'How long has the money been in her account?'
'Since last Monday.'
Spencer thought about it for two seconds. 'What would've happened to her money if she had died without this letter?'
'What always happens to the money,' replied Mr Carmichael. 'It would've gone to her closest living relative.'
Spencer held his breath. 'Like a ...'
'Husband. Sure. Or a child. I don't know the line of succession that well.'
'I think Speaker of the House is third,' said Spencer.
Mr Carmichael just stared at him.
'A husband ... or a child,' Spencer repeated. 'Does ex-husband count?'
'I don't think so.' Mr Carmichael's eyebrows came together. 'Isn't that all kind of moot, anyway? Now?'
'Yes, yes, I suppose it is.'
But did the Speaker of the House know about the notarized letter that made it all moot? There was no husband and there was no child. Who would have been third?
Spencer left the bank with Krishna's belongings in a bag under his arm.
He knew what had prompted Kristina to write a brief will. It had been written on the heels of a nine-million-dollar inheritance and a near-death on Monday evening. No one but her and Mr Carmichael knew she had written it, of that Spencer was sure. Without that will, who would have gotten all of Kristina Sinclair's money?
Back in his car, Spencer called in to the station. The dispatcher told him to go to Hitchcock. The medical examiner was there, waiting for permission to perform the autopsy.
'Permission from whom?' Spencer asked the medical examiner when he got to the dungeon of the hospital.
'Permission from her family,' the medical examiner replied. Dr Earl Innis was a short, balding, heavyset man perpetually out of breath.

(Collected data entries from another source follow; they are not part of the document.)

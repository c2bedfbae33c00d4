use chrono::{DateTime, SecondsFormat, Utc};
use serde::Serialize;

use super::address::ContractAddress;

/// A suspicious-address report as entered in the form
#[derive(Debug, Clone, PartialEq, Eq)]
pub struct ReportSubmission {
    pub address: ContractAddress,
    pub description: Option<String>,
    pub email: Option<String>,
}

impl ReportSubmission {
    pub fn new(address: ContractAddress) -> Self {
        Self {
            address,
            description: None,
            email: None,
        }
    }
    
    /// Blank descriptions are treated as absent
    pub fn with_description(mut self, description: impl Into<String>) -> Self {
        let description = description.into();
        self.description = if description.trim().is_empty() {
            None
        } else {
            Some(description)
        };
        self
    }
    
    pub fn with_email(mut self, email: Option<String>) -> Self {
        self.email = email;
        self
    }
    
    /// Request body sent to the report endpoint
    pub fn payload(&self, timestamp: DateTime<Utc>) -> ReportPayload<'_> {
        ReportPayload {
            address: self.address.as_str(),
            description: self.description.as_deref(),
            reporter_email: self.email.as_deref(),
            source: "website",
            timestamp: timestamp.to_rfc3339_opts(SecondsFormat::Millis, true),
        }
    }
}

#[derive(Debug, Serialize)]
pub struct ReportPayload<'a> {
    pub address: &'a str,
    pub description: Option<&'a str>,
    pub reporter_email: Option<&'a str>,
    pub source: &'static str,
    pub timestamp: String,
}
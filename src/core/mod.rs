pub mod traits;
pub mod scanner;
pub mod reporter;

pub use traits::{ContractResolver, ReportSink};
pub use scanner::{ContractScanner, ScanOutcome};
pub use reporter::AddressReporter;
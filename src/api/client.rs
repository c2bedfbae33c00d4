use async_trait::async_trait;
use chrono::Utc;
use std::time::Duration;
use url::Url;

use super::wire::{AnalysisResponse, AnalyzeRequest};
use crate::config::ArgusConfig;
use crate::core::{ContractResolver, ReportSink};
use crate::models::{ContractAddress, ContractReport, ReportSubmission};
use crate::utils::{ArgusError, Result};

/// HTTP client for the Argus analysis and reporting endpoints
#[derive(Debug, Clone)]
pub struct ApiClient {
    http: reqwest::Client,
    analyze_url: Url,
    report_url: Url,
}

impl ApiClient {
    /// Create a new client
    pub fn new(config: &ArgusConfig) -> Result<Self> {
        let http = reqwest::Client::builder()
            .timeout(Duration::from_secs(config.timeout_secs))
            .build()
            .map_err(|e| ArgusError::Config(format!("HTTP client: {}", e)))?;
        
        Ok(Self {
            http,
            analyze_url: config.analyze_url()?,
            report_url: config.report_url.clone(),
        })
    }
    
    pub fn analyze_url(&self) -> &Url {
        &self.analyze_url
    }
    
    pub fn report_url(&self) -> &Url {
        &self.report_url
    }
    
    /// POST a JSON body, treating every non-2xx status as failure
    async fn post<B: serde::Serialize + ?Sized>(&self, url: &Url, body: &B) -> Result<reqwest::Response> {
        tracing::debug!("POST {}", url);
        
        let response = self.http.post(url.clone()).json(body).send().await?;
        let status = response.status();
        
        if !status.is_success() {
            tracing::warn!("{} answered {}", url, status);
            return Err(ArgusError::ResolutionFailed(format!("API request failed ({})", status)));
        }
        
        Ok(response)
    }
    
    /// Analyze one contract on Ethereum mainnet
    pub async fn analyze(&self, address: &ContractAddress) -> Result<ContractReport> {
        let response = self.post(&self.analyze_url, &AnalyzeRequest::ethereum(address)).await?;
        let body: AnalysisResponse = response.json().await?;
        
        body.into_report(address, Utc::now().date_naive())
    }
    
    /// Send a suspicious-address report
    pub async fn submit_report(&self, submission: &ReportSubmission) -> Result<()> {
        let payload = submission.payload(Utc::now());
        self.post(&self.report_url, &payload).await?;
        
        tracing::info!("📢 Report submitted: {}", submission.address);
        Ok(())
    }
}

#[async_trait]
impl ContractResolver for ApiClient {
    fn name(&self) -> &'static str {
        "live"
    }
    
    async fn resolve(&self, address: &ContractAddress) -> Result<ContractReport> {
        self.analyze(address).await
    }
}

#[async_trait]
impl ReportSink for ApiClient {
    fn name(&self) -> &'static str {
        "live"
    }
    
    async fn submit(&self, submission: &ReportSubmission) -> Result<()> {
        self.submit_report(submission).await
    }
}

#[cfg(test)]
mod tests {
    use super::*;
    
    #[test]
    fn test_endpoints_from_config() {
        let client = ApiClient::new(&ArgusConfig::default()).expect("client builds");
        
        assert_eq!(client.analyze_url().as_str(), "https://api.argusshield.io/v1/contract/analyze");
        assert_eq!(client.report_url().as_str(), "https://api.argusshield.io/v1/report");
    }
}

'Her family,' repeated Spencer. 'I see. Well, her father is dead, her mother is God knows where, and she's got no siblings. She does have an ex-husband, though. Would you like me to contact him?'
'Yes,' said Innis.
Spencer nodded. Howard Kim, I don't know how you felt about your recently exed wife, married at sixteen, dead at twenty-one, but I'll soon find out.
He called the New York operator from Dartmouth-Hitchcock and gave Howard's new address in New York City. He got an answering machine. Spencer looked at his watch. Six-twenty. Mr Kim should be just strolling in from work. 'This is Detective O'Malley from Hanover, New Hampshire, calling for Howard Kim. It's about '
The phone was picked up. 'Yes,' said a voice, in a slightly accented English.
'Mr Kim?'
'Yes?'
'Hello, sir. It's about Kristina Kim, your ex-w '
'Yes? Is everything all right?'
'No, sir, I'm afraid something terrible has happened,' said Spencer.
The voice on the other end said, 'Is she dead?'
'I'm sorry. Yes. Would it be possible for you to drive up?'
Howard Kim's voice was faint. 'I'll be there at ten-thirty. I'm leaving now.'
'Come to the Dartmouth-Hitchcock Medical Center. Ask the front desk to page Detective O'Malley or Dr Innis.'
Howard hung up, and eventually Spencer hung up, too.
He had four hours to kill. It had gotten dark, and that usually meant the end of the day.
The end of the day meant drink. But his day was not nearly done, so he drove to Everything but Anchovies instead, and had a bowl of chili and a turkey club. Then, because he had the time, he had meatloaf and mashed potatoes. And then two helpings of rice pudding. And then, because he had so much food in him to absorb the liquor, he went around the corner to Murphy's and had two double Southern Comforts on the rocks. It was strong stuff. How could she have drunk it?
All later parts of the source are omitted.